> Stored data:
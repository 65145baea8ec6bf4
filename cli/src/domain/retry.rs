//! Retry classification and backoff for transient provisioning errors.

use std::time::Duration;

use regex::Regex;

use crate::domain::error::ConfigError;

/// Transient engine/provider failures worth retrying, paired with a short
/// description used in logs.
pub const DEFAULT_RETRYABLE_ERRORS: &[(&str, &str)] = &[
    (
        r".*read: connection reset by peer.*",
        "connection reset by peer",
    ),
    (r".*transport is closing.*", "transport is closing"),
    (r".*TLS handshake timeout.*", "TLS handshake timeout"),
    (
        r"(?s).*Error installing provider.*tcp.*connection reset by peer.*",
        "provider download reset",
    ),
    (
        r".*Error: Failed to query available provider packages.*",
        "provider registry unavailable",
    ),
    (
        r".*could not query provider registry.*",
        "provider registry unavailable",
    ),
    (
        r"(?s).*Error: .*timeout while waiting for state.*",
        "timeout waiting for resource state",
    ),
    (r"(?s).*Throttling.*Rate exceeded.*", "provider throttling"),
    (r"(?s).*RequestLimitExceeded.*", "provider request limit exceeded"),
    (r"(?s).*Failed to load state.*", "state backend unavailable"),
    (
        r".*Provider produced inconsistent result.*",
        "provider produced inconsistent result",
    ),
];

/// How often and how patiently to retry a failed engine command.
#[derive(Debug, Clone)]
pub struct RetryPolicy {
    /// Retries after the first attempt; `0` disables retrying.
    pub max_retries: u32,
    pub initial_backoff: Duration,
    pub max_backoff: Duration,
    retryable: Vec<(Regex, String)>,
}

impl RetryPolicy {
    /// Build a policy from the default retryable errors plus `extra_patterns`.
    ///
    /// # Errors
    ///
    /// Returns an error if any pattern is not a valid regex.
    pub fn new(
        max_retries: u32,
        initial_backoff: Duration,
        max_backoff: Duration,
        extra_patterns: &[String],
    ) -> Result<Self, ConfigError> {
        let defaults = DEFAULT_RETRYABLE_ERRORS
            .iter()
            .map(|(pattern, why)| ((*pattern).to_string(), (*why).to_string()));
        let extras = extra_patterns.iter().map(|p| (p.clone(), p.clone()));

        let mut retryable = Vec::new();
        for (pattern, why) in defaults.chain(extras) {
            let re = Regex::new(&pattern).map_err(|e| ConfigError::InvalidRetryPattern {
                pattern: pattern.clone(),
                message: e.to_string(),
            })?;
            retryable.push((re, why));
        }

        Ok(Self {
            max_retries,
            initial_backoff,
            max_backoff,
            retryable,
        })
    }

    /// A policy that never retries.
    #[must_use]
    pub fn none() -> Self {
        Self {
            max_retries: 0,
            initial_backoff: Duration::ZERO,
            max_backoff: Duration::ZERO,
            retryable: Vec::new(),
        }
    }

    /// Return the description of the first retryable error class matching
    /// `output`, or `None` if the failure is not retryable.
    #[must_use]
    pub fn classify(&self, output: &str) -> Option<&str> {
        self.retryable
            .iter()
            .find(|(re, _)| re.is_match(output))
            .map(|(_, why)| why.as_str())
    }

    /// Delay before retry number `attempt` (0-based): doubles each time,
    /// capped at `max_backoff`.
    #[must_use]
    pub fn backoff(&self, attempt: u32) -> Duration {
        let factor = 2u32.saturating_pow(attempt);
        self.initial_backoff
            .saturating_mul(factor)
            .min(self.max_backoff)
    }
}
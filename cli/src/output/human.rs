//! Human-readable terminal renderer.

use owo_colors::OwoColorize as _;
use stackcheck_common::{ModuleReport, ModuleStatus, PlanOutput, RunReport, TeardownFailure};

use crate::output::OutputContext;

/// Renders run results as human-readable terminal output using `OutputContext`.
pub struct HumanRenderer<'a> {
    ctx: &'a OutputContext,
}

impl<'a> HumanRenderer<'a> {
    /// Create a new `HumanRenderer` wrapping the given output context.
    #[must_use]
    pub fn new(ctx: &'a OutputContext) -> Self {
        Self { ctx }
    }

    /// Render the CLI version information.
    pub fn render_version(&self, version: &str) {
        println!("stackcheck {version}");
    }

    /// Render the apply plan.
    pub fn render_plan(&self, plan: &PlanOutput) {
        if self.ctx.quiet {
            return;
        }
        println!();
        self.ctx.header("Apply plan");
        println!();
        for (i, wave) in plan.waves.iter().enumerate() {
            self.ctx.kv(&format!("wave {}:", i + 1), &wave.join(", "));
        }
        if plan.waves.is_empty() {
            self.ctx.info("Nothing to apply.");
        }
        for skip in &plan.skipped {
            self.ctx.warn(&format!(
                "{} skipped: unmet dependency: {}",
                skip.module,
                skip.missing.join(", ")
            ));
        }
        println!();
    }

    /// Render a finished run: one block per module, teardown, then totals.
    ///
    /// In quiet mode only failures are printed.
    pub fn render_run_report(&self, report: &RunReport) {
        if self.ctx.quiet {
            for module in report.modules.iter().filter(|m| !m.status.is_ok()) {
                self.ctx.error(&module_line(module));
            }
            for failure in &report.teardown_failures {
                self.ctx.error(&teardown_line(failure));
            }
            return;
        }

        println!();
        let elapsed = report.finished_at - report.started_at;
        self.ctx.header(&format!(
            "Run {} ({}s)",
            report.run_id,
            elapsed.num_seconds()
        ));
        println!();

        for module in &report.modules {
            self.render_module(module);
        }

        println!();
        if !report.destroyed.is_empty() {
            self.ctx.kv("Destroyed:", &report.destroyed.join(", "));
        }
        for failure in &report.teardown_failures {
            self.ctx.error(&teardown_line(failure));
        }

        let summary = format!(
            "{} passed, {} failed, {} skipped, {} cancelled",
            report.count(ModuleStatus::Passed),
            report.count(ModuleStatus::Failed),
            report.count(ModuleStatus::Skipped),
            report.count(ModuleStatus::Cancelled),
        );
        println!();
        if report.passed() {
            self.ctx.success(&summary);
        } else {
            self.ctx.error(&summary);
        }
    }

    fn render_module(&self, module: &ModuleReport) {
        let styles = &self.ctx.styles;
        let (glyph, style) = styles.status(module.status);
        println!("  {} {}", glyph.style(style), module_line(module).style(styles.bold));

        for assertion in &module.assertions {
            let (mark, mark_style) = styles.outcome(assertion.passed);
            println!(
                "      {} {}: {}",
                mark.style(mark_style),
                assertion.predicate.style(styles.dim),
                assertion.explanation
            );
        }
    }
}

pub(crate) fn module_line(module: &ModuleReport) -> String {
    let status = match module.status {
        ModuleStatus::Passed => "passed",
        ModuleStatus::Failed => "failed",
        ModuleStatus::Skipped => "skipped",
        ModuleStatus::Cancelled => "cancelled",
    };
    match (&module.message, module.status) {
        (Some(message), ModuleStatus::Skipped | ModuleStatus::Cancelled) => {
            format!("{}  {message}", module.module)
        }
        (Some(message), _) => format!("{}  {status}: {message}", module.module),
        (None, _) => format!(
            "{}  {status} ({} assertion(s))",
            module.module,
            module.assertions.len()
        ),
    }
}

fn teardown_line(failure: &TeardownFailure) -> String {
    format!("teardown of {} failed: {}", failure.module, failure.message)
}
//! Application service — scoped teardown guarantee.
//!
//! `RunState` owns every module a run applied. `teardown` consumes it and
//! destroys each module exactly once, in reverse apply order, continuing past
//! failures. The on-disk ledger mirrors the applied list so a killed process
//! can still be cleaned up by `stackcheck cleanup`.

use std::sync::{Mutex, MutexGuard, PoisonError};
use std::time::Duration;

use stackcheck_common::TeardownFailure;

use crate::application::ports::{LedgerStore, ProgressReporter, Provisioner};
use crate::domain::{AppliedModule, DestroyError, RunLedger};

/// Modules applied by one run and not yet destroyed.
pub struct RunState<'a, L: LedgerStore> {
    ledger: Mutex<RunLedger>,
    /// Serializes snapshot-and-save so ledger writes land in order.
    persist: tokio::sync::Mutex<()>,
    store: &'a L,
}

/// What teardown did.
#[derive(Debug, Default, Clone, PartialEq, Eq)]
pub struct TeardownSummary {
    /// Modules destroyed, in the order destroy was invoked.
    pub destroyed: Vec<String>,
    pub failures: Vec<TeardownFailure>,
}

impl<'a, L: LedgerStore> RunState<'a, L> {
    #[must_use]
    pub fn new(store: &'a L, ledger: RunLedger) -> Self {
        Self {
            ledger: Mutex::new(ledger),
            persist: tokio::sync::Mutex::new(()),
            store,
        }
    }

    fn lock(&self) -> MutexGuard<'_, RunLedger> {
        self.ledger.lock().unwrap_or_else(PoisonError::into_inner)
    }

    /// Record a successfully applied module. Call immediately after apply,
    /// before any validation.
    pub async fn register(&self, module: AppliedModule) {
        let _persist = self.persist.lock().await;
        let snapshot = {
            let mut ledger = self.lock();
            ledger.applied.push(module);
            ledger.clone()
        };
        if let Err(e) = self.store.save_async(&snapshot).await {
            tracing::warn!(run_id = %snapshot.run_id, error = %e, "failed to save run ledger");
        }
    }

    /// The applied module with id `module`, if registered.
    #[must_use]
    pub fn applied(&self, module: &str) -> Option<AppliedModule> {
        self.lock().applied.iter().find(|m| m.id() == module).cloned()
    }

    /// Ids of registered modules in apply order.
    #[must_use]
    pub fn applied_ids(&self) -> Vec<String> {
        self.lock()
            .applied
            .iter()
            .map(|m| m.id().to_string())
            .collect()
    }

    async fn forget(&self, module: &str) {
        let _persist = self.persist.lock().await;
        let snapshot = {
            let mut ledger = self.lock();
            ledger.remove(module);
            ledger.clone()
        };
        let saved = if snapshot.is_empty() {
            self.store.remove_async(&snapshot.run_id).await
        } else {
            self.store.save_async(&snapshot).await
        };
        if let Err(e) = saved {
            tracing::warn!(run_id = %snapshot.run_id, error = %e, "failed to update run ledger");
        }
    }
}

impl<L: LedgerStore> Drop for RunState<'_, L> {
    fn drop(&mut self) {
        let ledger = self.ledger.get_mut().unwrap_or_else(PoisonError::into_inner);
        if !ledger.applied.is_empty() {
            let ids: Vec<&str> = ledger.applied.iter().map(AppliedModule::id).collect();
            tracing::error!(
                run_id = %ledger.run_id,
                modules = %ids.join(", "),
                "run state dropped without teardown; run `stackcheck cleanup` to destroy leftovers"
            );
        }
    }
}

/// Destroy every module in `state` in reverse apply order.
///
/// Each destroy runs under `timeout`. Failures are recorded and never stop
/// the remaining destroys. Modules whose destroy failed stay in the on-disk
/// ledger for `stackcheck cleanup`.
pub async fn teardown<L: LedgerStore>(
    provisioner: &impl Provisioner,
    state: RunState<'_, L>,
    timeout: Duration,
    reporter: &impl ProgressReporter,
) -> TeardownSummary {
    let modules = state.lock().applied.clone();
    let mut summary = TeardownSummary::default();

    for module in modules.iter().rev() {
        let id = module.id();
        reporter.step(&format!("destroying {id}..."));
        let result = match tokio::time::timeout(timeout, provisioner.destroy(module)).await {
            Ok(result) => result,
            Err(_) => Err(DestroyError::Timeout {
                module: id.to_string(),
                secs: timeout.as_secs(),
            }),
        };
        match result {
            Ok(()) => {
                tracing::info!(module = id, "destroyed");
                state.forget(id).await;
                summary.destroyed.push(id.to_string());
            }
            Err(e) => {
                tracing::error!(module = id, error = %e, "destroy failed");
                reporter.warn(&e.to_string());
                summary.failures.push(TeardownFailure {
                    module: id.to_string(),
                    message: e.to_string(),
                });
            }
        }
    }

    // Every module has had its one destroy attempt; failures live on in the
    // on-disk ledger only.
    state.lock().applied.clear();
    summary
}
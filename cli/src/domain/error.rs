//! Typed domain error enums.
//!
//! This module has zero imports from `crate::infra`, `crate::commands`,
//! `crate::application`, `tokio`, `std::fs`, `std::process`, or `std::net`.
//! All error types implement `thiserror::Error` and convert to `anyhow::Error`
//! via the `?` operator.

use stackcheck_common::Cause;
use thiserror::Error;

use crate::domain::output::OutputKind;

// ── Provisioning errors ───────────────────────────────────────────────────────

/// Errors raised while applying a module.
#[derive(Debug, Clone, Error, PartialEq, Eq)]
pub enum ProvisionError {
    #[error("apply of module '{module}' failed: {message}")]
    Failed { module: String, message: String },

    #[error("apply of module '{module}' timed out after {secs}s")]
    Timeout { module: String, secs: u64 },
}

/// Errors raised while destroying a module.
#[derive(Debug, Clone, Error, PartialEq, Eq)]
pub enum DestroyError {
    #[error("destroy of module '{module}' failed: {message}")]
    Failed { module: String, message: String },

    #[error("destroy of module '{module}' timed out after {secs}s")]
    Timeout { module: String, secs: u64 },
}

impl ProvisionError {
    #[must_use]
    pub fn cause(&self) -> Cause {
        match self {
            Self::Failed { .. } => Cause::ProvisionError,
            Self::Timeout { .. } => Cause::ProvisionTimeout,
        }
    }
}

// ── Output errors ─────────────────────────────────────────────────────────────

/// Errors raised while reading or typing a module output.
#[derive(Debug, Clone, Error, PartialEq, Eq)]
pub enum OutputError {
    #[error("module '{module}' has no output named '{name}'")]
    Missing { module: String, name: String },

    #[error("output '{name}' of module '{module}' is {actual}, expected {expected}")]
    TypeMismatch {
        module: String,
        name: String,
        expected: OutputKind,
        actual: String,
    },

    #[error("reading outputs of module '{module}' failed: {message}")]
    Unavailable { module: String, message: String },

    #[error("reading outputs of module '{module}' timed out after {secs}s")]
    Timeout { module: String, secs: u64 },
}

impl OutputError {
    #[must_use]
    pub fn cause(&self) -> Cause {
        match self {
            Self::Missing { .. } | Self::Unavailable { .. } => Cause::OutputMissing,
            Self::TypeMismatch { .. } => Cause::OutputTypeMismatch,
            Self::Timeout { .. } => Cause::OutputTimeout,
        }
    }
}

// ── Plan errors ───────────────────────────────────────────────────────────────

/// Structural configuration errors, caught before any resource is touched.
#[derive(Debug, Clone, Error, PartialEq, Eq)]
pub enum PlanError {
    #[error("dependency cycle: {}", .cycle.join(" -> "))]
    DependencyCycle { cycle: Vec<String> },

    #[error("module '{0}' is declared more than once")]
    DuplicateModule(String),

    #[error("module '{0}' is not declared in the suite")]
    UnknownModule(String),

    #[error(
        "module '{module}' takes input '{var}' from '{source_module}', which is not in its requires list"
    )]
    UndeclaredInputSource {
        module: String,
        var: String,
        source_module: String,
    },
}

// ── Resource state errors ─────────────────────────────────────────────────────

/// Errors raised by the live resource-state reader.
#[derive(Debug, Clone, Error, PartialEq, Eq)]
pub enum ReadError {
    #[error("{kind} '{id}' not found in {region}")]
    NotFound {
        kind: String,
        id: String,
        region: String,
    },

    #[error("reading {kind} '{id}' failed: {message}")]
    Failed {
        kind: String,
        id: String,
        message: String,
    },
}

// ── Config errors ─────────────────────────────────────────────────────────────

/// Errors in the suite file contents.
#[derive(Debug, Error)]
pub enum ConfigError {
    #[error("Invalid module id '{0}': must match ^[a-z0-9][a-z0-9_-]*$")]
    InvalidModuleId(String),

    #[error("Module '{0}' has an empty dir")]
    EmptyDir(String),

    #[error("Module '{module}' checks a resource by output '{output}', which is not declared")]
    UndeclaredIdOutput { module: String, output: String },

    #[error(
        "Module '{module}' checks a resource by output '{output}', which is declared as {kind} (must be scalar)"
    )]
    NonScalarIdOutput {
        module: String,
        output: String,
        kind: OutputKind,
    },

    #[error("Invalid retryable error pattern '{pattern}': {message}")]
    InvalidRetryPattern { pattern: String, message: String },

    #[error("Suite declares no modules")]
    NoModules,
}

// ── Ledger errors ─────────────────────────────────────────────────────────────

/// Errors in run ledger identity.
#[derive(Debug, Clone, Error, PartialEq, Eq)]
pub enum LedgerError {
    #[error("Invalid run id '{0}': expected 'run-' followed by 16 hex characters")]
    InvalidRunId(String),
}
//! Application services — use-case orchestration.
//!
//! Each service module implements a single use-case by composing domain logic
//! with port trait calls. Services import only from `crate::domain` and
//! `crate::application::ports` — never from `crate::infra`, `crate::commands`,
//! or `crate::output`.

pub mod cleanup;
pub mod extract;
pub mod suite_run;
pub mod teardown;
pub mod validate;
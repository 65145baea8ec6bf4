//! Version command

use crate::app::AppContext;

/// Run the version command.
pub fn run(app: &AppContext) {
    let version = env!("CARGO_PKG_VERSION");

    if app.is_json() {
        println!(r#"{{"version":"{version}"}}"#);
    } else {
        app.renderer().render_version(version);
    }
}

> WORK REQUIRED:
Using the records, find how many lines include the string "Some" and report that number alone.

> YOUR SOLUTION:
2